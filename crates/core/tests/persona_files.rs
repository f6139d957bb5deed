//! The persona documents shipped in the repository must load and validate.

use std::path::PathBuf;
use teller_core::persona::{AgentRole, PersonaSet};

fn persona_dir() -> PathBuf {
    PathBuf::from(env!("CARGO_MANIFEST_DIR")).join("../../personas")
}

#[test]
fn shipped_personas_load_and_validate() {
    let set = PersonaSet::load(&persona_dir()).expect("shipped personas must be valid");

    let a = set.get(AgentRole::A);
    assert_eq!(a.voice, "shimmer");
    assert!(a.tools.iter().any(|t| t.name == "search_knowledge_base"));
    assert!(a.tools.iter().any(|t| t.name == "handoff_to_b"));
    assert!((800..=2500).contains(&a.handoff_delay_ms));

    let b = set.get(AgentRole::B);
    assert!(b.tools.iter().any(|t| t.name == "get_account_balance"));
    assert!(b.tools.iter().any(|t| t.name == "freeze_card"));
    assert!(b.tools.iter().any(|t| t.name == "handoff_to_a"));
    assert!(!b.tools.iter().any(|t| t.name == "handoff_to_b"));
}

#[test]
fn shipped_tool_schemas_render_for_the_wire() {
    let set = PersonaSet::load(&persona_dir()).unwrap();
    for role in [AgentRole::A, AgentRole::B] {
        for tool in &set.get(role).tools {
            let rendered = tool.to_realtime_tool();
            assert_eq!(rendered["type"], "function");
            assert!(rendered["parameters"]["properties"].is_object());
        }
    }
}
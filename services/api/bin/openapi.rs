use teller_api::router::ApiDoc;
use utoipa::OpenApi;

/// Generates the OpenAPI specification and writes it to a file.
fn generate_spec(
    api_doc: utoipa::openapi::OpenApi,
    path: &str,
) -> Result<(), Box<dyn std::error::Error>> {
    let spec_json = api_doc.to_pretty_json()?;
    std::fs::write(path, spec_json)?;
    Ok(())
}

fn main() -> Result<(), Box<dyn std::error::Error>> {
    generate_spec(ApiDoc::openapi(), "openapi.json")?;
    Ok(())
}
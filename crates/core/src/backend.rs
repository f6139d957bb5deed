//! HTTP client for the account backend API.
//!
//! Every request carries the caller's bearer token; the client itself holds
//! no authentication state. Responses arrive in a `{success, data}` envelope.

use serde::de::DeserializeOwned;
use serde::Deserialize;
use std::time::Duration;

/// Backend calls must complete within this window.
pub const REQUEST_TIMEOUT: Duration = Duration::from_secs(5);

/// A failed backend call, classified for the tool layer.
#[derive(Debug, thiserror::Error)]
pub enum BackendError {
    #[error("backend rejected the session token")]
    Unauthenticated,
    #[error("backend request timed out")]
    Timeout,
    #[error("backend returned HTTP {0}")]
    Http(u16),
    #[error("backend unreachable: {0}")]
    Unreachable(String),
    #[error("backend response malformed: {0}")]
    Malformed(String),
}

#[derive(Debug, Deserialize)]
struct Envelope<T> {
    #[allow(dead_code)]
    success: bool,
    data: T,
}

#[derive(Debug, Clone, Deserialize)]
#[serde(rename_all = "camelCase")]
pub struct MoneyBucket {
    pub balance: f64,
    pub currency: String,
    #[serde(default)]
    pub interest_rate: Option<f64>,
}

#[derive(Debug, Clone, Deserialize)]
#[serde(rename_all = "camelCase")]
pub struct BalanceData {
    pub account_number: String,
    pub main_account: MoneyBucket,
    pub savings_account: MoneyBucket,
    pub total_balance: f64,
}

#[derive(Debug, Clone, Deserialize)]
#[serde(rename_all = "camelCase")]
pub struct AccountDetails {
    pub name: String,
    pub email: String,
    pub account_type: String,
    pub account_number: String,
    pub account_status: String,
    pub opened_date: String,
    pub main_account: MoneyBucket,
    pub savings_account: MoneyBucket,
    #[serde(default)]
    pub business_name: Option<String>,
}

#[derive(Debug, Clone, Deserialize)]
pub struct Transaction {
    pub date: String,
    pub description: String,
    pub amount: f64,
    #[serde(rename = "type")]
    pub kind: String,
}

#[derive(Debug, Deserialize)]
struct TransactionsData {
    transactions: Vec<Transaction>,
}

#[derive(Debug, Clone, Deserialize)]
#[serde(rename_all = "camelCase")]
pub struct CardDetails {
    pub card_number: String,
    pub card_status: String,
    pub credit_limit: f64,
    pub available_credit: f64,
    pub used_credit: f64,
    pub expiry_date: String,
}

#[derive(Debug, Clone, Deserialize)]
#[serde(rename_all = "camelCase")]
pub struct CardState {
    pub card_status: String,
}

/// Client for the account backend.
#[derive(Clone)]
pub struct AccountApi {
    http: reqwest::Client,
    base_url: String,
}

impl AccountApi {
    pub fn new(base_url: impl Into<String>) -> Self {
        Self::with_timeout(base_url, REQUEST_TIMEOUT)
    }

    /// Client with a custom timeout. Tests use short windows.
    pub fn with_timeout(base_url: impl Into<String>, timeout: Duration) -> Self {
        let http = reqwest::Client::builder()
            .timeout(timeout)
            .build()
            .expect("failed to build HTTP client");
        Self {
            http,
            base_url: base_url.into().trim_end_matches('/').to_string(),
        }
    }

    async fn request<T: DeserializeOwned>(
        &self,
        method: reqwest::Method,
        token: &str,
        path: &str,
    ) -> Result<T, BackendError> {
        let url = format!("{}{}", self.base_url, path);
        let response = self
            .http
            .request(method, &url)
            .bearer_auth(token)
            .send()
            .await
            .map_err(|e| {
                if e.is_timeout() {
                    BackendError::Timeout
                } else {
                    BackendError::Unreachable(e.to_string())
                }
            })?;

        match response.status().as_u16() {
            200 => {
                let envelope: Envelope<T> = response
                    .json()
                    .await
                    .map_err(|e| BackendError::Malformed(e.to_string()))?;
                Ok(envelope.data)
            }
            401 => Err(BackendError::Unauthenticated),
            status => Err(BackendError::Http(status)),
        }
    }

    pub async fn balance(&self, token: &str) -> Result<BalanceData, BackendError> {
        self.request(reqwest::Method::GET, token, "/api/account/balance")
            .await
    }

    pub async fn details(&self, token: &str) -> Result<AccountDetails, BackendError> {
        self.request(reqwest::Method::GET, token, "/api/account/details")
            .await
    }

    pub async fn recent_transactions(
        &self,
        token: &str,
        limit: u32,
    ) -> Result<Vec<Transaction>, BackendError> {
        let data: TransactionsData = self
            .request(
                reqwest::Method::GET,
                token,
                &format!("/api/transactions/recent?limit={limit}"),
            )
            .await?;
        Ok(data.transactions)
    }

    pub async fn card_details(&self, token: &str) -> Result<CardDetails, BackendError> {
        self.request(reqwest::Method::GET, token, "/api/card/details")
            .await
    }

    pub async fn freeze_card(&self, token: &str) -> Result<CardState, BackendError> {
        self.request(reqwest::Method::POST, token, "/api/card/freeze")
            .await
    }

    pub async fn unfreeze_card(&self, token: &str) -> Result<CardState, BackendError> {
        self.request(reqwest::Method::POST, token, "/api/card/unfreeze")
            .await
    }
}

/// Formats an amount as SGD with thousands separators and two decimals,
/// e.g. `15234.5` becomes `"15,234.50"`.
pub fn format_sgd(amount: f64) -> String {
    let negative = amount < 0.0;
    let cents = (amount.abs() * 100.0).round() as u64;
    let whole = cents / 100;
    let frac = cents % 100;

    let digits = whole.to_string();
    let mut grouped = String::with_capacity(digits.len() + digits.len() / 3);
    for (i, c) in digits.chars().enumerate() {
        if i > 0 && (digits.len() - i) % 3 == 0 {
            grouped.push(',');
        }
        grouped.push(c);
    }

    let sign = if negative { "-" } else { "" };
    format!("{sign}{grouped}.{frac:02}")
}
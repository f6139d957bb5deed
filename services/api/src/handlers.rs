//! Axum Handlers for the REST API
//!
//! The REST surface is small: a health probe and a knowledge-base stats
//! endpoint. It uses `utoipa` doc comments to generate OpenAPI documentation.

use axum::extract::State;
use axum::response::Json;
use serde::Serialize;
use std::sync::Arc;
use utoipa::ToSchema;

use crate::state::AppState;

#[derive(Serialize, ToSchema)]
pub struct HealthResponse {
    #[schema(example = "ok")]
    pub status: &'static str,
    pub service: &'static str,
    pub version: &'static str,
}

#[derive(Serialize, ToSchema)]
pub struct KnowledgeStats {
    /// Active retrieval mode: `vector` or `keyword`.
    #[schema(example = "vector")]
    pub mode: String,
    pub indexed_chunks: usize,
    pub persist_dir: Option<String>,
    pub embedding_model: Option<String>,
    pub corpus_path: String,
}

/// Health check endpoint.
#[utoipa::path(
    get,
    path = "/health",
    responses(
        (status = 200, description = "Service is running", body = HealthResponse)
    )
)]
pub async fn health() -> Json<HealthResponse> {
    Json(HealthResponse {
        status: "ok",
        service: "teller",
        version: env!("CARGO_PKG_VERSION"),
    })
}

/// Current state of the knowledge-base retrieval service.
#[utoipa::path(
    get,
    path = "/api/knowledge/stats",
    responses(
        (status = 200, description = "Retrieval service statistics", body = KnowledgeStats)
    )
)]
pub async fn knowledge_stats(State(state): State<Arc<AppState>>) -> Json<KnowledgeStats> {
    let stats = state.retrieval.stats();
    Json(KnowledgeStats {
        mode: stats.mode.to_string(),
        indexed_chunks: stats.indexed_chunks,
        persist_dir: stats.persist_dir,
        embedding_model: stats.embedding_model,
        corpus_path: stats.corpus_path,
    })
}
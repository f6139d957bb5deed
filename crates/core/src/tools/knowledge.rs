//! Knowledge-base search tool.

use super::{require_str, ToolError, ToolHandler, ToolOutput};
use crate::retrieval::{RetrievalService, DEFAULT_RESULTS};
use crate::session::SessionContext;
use async_trait::async_trait;
use std::sync::Arc;

pub struct SearchKnowledgeBase {
    retrieval: Arc<RetrievalService>,
}

impl SearchKnowledgeBase {
    pub fn new(retrieval: Arc<RetrievalService>) -> Self {
        Self { retrieval }
    }
}

#[async_trait]
impl ToolHandler for SearchKnowledgeBase {
    fn name(&self) -> &'static str {
        "search_knowledge_base"
    }

    fn describe(&self) -> &'static str {
        "semantic search over the help-center corpus"
    }

    fn validate(&self, args: &serde_json::Value) -> Result<(), ToolError> {
        require_str(args, "query").map(|_| ())
    }

    async fn execute(
        &self,
        _session: &SessionContext,
        args: &serde_json::Value,
    ) -> Result<ToolOutput, ToolError> {
        let query = require_str(args, "query")?;
        Ok(ToolOutput::Text(
            self.retrieval.search(query, DEFAULT_RESULTS).await,
        ))
    }
}
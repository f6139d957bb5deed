//! The client audio pipeline.
//!
//! - `pcm`: PCM16/float conversion and base64 wire helpers.
//! - `resample`: streaming linear-interpolation resampler.
//! - `frame`: accumulation of resampled samples into wire frames.
//! - `playback`: FIFO playback queue with fades and barge-in.
//! - `capture` / `output` (feature `hardware`): cpal device streams.

pub mod frame;
pub mod pcm;
pub mod playback;
pub mod resample;

#[cfg(feature = "hardware")]
pub mod capture;
#[cfg(feature = "hardware")]
pub mod output;
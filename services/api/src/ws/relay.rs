//! The relay core: two cooperating single-direction pumps per session.
//!
//! The up-pump forwards browser frames to the upstream peer verbatim. The
//! down-pump parses upstream textual events just enough to intercept tool
//! calls; everything else is forwarded as the original frame so ordering and
//! content are preserved bit for bit. The first pump to terminate cancels
//! the other.

use anyhow::{Context, Result};
use axum::extract::ws::{Message, WebSocket};
use futures_util::stream::{SplitSink, SplitStream};
use futures_util::{SinkExt, StreamExt};
use std::collections::HashSet;
use std::sync::Arc;
use std::time::Duration;
use teller_core::persona::Persona;
use teller_core::session::SessionContext;
use teller_core::tools::ToolOutput;
use tokio::sync::Mutex;
use tokio::task::JoinSet;
use tokio_tungstenite::tungstenite::protocol::Message as WsMessage;
use tracing::{debug, error, info, warn};

use super::protocol::{self, UpstreamEvent, EVT_ERROR, EVT_FUNCTION_CALL_DONE, EVT_SPEECH_STARTED};
use super::upstream::{UpstreamSink, UpstreamStream};
use crate::state::AppState;

/// Both pumps must be torn down within this window once either peer closes.
pub const SHUTDOWN_TIMEOUT: Duration = Duration::from_millis(500);

type BrowserSink = Arc<Mutex<SplitSink<WebSocket, Message>>>;
type SharedUpstreamSink = Arc<Mutex<UpstreamSink>>;

/// Runs the bidirectional relay until either peer drops, then shuts the
/// other side down.
pub async fn run(
    state: Arc<AppState>,
    session: Arc<SessionContext>,
    persona: Arc<Persona>,
    browser_tx: BrowserSink,
    browser_rx: SplitStream<WebSocket>,
    upstream_tx: SharedUpstreamSink,
    upstream_rx: SplitStream<UpstreamStream>,
) -> Result<()> {
    let outcome = tokio::select! {
        result = pump_up(browser_rx, upstream_tx.clone()) => ("up", result),
        result = pump_down(
            state,
            session,
            persona,
            upstream_rx,
            upstream_tx.clone(),
            browser_tx.clone(),
        ) => ("down", result),
    };

    match &outcome {
        (pump, Ok(reason)) => info!(pump, reason, "relay finished"),
        (pump, Err(e)) => warn!(pump, error = %e, "relay terminated with error"),
    }

    // Losing pump was dropped by the select; close both peers within bound.
    let _ = tokio::time::timeout(SHUTDOWN_TIMEOUT, async {
        let _ = upstream_tx.lock().await.close().await;
        let _ = browser_tx.lock().await.close().await;
    })
    .await;

    outcome.1.map(|_| ())
}

/// Browser → upstream. Forwards every frame verbatim; no parsing.
async fn pump_up(
    mut browser_rx: SplitStream<WebSocket>,
    upstream_tx: SharedUpstreamSink,
) -> Result<&'static str> {
    while let Some(frame) = browser_rx.next().await {
        let frame = frame.context("error receiving from browser")?;
        match frame {
            Message::Text(text) => {
                upstream_tx
                    .lock()
                    .await
                    .send(WsMessage::text(text.as_str()))
                    .await
                    .context("error forwarding text upstream")?;
            }
            Message::Binary(data) => {
                upstream_tx
                    .lock()
                    .await
                    .send(WsMessage::binary(data))
                    .await
                    .context("error forwarding binary upstream")?;
            }
            Message::Close(_) => return Ok("browser sent close"),
            Message::Ping(_) | Message::Pong(_) => {}
        }
    }
    Ok("browser stream ended")
}

/// Upstream → browser. Intercepts tool calls, forwards everything else.
async fn pump_down(
    state: Arc<AppState>,
    session: Arc<SessionContext>,
    persona: Arc<Persona>,
    mut upstream_rx: SplitStream<UpstreamStream>,
    upstream_tx: SharedUpstreamSink,
    browser_tx: BrowserSink,
) -> Result<&'static str> {
    // Tool executions run concurrently with relaying; dropping this pump
    // (session teardown) aborts whatever is still in flight.
    let mut tool_tasks: JoinSet<()> = JoinSet::new();
    let in_flight: Arc<Mutex<HashSet<String>>> = Arc::new(Mutex::new(HashSet::new()));

    while let Some(frame) = upstream_rx.next().await {
        let frame = frame.context("error receiving from upstream")?;
        match frame {
            WsMessage::Text(text) => {
                let event = match UpstreamEvent::parse(&text) {
                    Ok(event) => event,
                    Err(e) => {
                        warn!(error = %e, "malformed upstream event dropped");
                        continue;
                    }
                };

                if event.kind == EVT_FUNCTION_CALL_DONE {
                    intercept_tool_call(
                        event,
                        &state,
                        &session,
                        &persona,
                        &upstream_tx,
                        &browser_tx,
                        &in_flight,
                        &mut tool_tasks,
                    )
                    .await;
                    continue;
                }

                match event.kind.as_str() {
                    EVT_SPEECH_STARTED => info!("caller started speaking"),
                    EVT_ERROR => error!(details = ?event.error, "upstream reported an error"),
                    other => debug!(event = other, "forwarding upstream event"),
                }
                browser_tx
                    .lock()
                    .await
                    .send(Message::Text(text.as_str().into()))
                    .await
                    .context("error forwarding text to browser")?;
            }
            WsMessage::Binary(data) => {
                browser_tx
                    .lock()
                    .await
                    .send(Message::Binary(data))
                    .await
                    .context("error forwarding binary to browser")?;
            }
            WsMessage::Close(_) => return Ok("upstream sent close"),
            WsMessage::Ping(_) | WsMessage::Pong(_) | WsMessage::Frame(_) => {}
        }
    }
    Ok("upstream stream ended")
}

/// Removes a tool-call event from the stream and schedules its execution.
/// The event is never forwarded to the browser.
#[allow(clippy::too_many_arguments)]
async fn intercept_tool_call(
    event: UpstreamEvent,
    state: &Arc<AppState>,
    session: &Arc<SessionContext>,
    persona: &Arc<Persona>,
    upstream_tx: &SharedUpstreamSink,
    browser_tx: &BrowserSink,
    in_flight: &Arc<Mutex<HashSet<String>>>,
    tool_tasks: &mut JoinSet<()>,
) {
    let (Some(call_id), Some(name)) = (event.call_id, event.name) else {
        warn!("tool-call event missing call_id or name, dropped");
        return;
    };
    let arguments = event.arguments.unwrap_or_else(|| "{}".to_string());

    if !in_flight.lock().await.insert(call_id.clone()) {
        warn!(%call_id, "duplicate tool call ignored");
        return;
    }

    let state = state.clone();
    let session = session.clone();
    let persona = persona.clone();
    let upstream_tx = upstream_tx.clone();
    let browser_tx = browser_tx.clone();
    let in_flight = in_flight.clone();
    tool_tasks.spawn(async move {
        if let Err(e) = execute_tool_call(
            state,
            session,
            persona,
            call_id.clone(),
            name,
            arguments,
            upstream_tx,
            browser_tx,
        )
        .await
        {
            error!(%call_id, error = %e, "tool call handling failed");
        }
        in_flight.lock().await.remove(&call_id);
    });
}

/// Dispatches the tool, inserts its output into the upstream conversation,
/// and triggers response generation. For handoffs, additionally notifies the
/// browser after the persona's configured delay so the current utterance can
/// finish.
#[allow(clippy::too_many_arguments)]
async fn execute_tool_call(
    state: Arc<AppState>,
    session: Arc<SessionContext>,
    persona: Arc<Persona>,
    call_id: String,
    name: String,
    arguments: String,
    upstream_tx: SharedUpstreamSink,
    browser_tx: BrowserSink,
) -> Result<()> {
    info!(%call_id, tool = %name, "intercepted tool call");
    let output = state
        .tools
        .dispatch_to_text(&session, &name, &arguments)
        .await;

    {
        // One lock hold guarantees the output lands upstream before the
        // response trigger and before any later frame.
        let mut sink = upstream_tx.lock().await;
        sink.send(WsMessage::text(protocol::function_call_output(
            &call_id,
            output.output_text(),
        )))
        .await
        .context("error sending function_call_output")?;
        sink.send(WsMessage::text(protocol::response_create()))
            .await
            .context("error sending response.create")?;
    }
    info!(%call_id, "tool result sent upstream");

    if let ToolOutput::Handoff(signal) = output {
        tokio::time::sleep(Duration::from_millis(persona.handoff_delay_ms)).await;
        info!(target = %signal.target, "notifying browser of agent handoff");
        browser_tx
            .lock()
            .await
            .send(Message::Text(
                protocol::agent_handoff(signal.target, &signal.message).into(),
            ))
            .await
            .context("error sending agent.handoff to browser")?;
    }
    Ok(())
}
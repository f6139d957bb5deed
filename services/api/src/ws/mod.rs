//! WebSocket Relay
//!
//! This module contains the realtime path of the gateway. It is structured
//! into submodules for clarity:
//!
//! - `protocol`: wire types for upstream events and gateway-originated messages.
//! - `session`: connection lifecycle, persona selection, and teardown.
//! - `upstream`: the single per-session connection to the realtime peer.
//! - `relay`: the two message pumps and tool-call interception.

pub mod protocol;
pub mod relay;
pub mod session;
pub mod upstream;

pub use session::ws_handler;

**WHAT IS EXPECTED:**
Return every line above that contains the word "PathBuf".

**OUTPUT FOR THIS EXERCISE:**
use std::path::PathBuf;
fn persona_dir() -> PathBuf {
    PathBuf::from(env!("CARGO_MANIFEST_DIR")).join("../../personas")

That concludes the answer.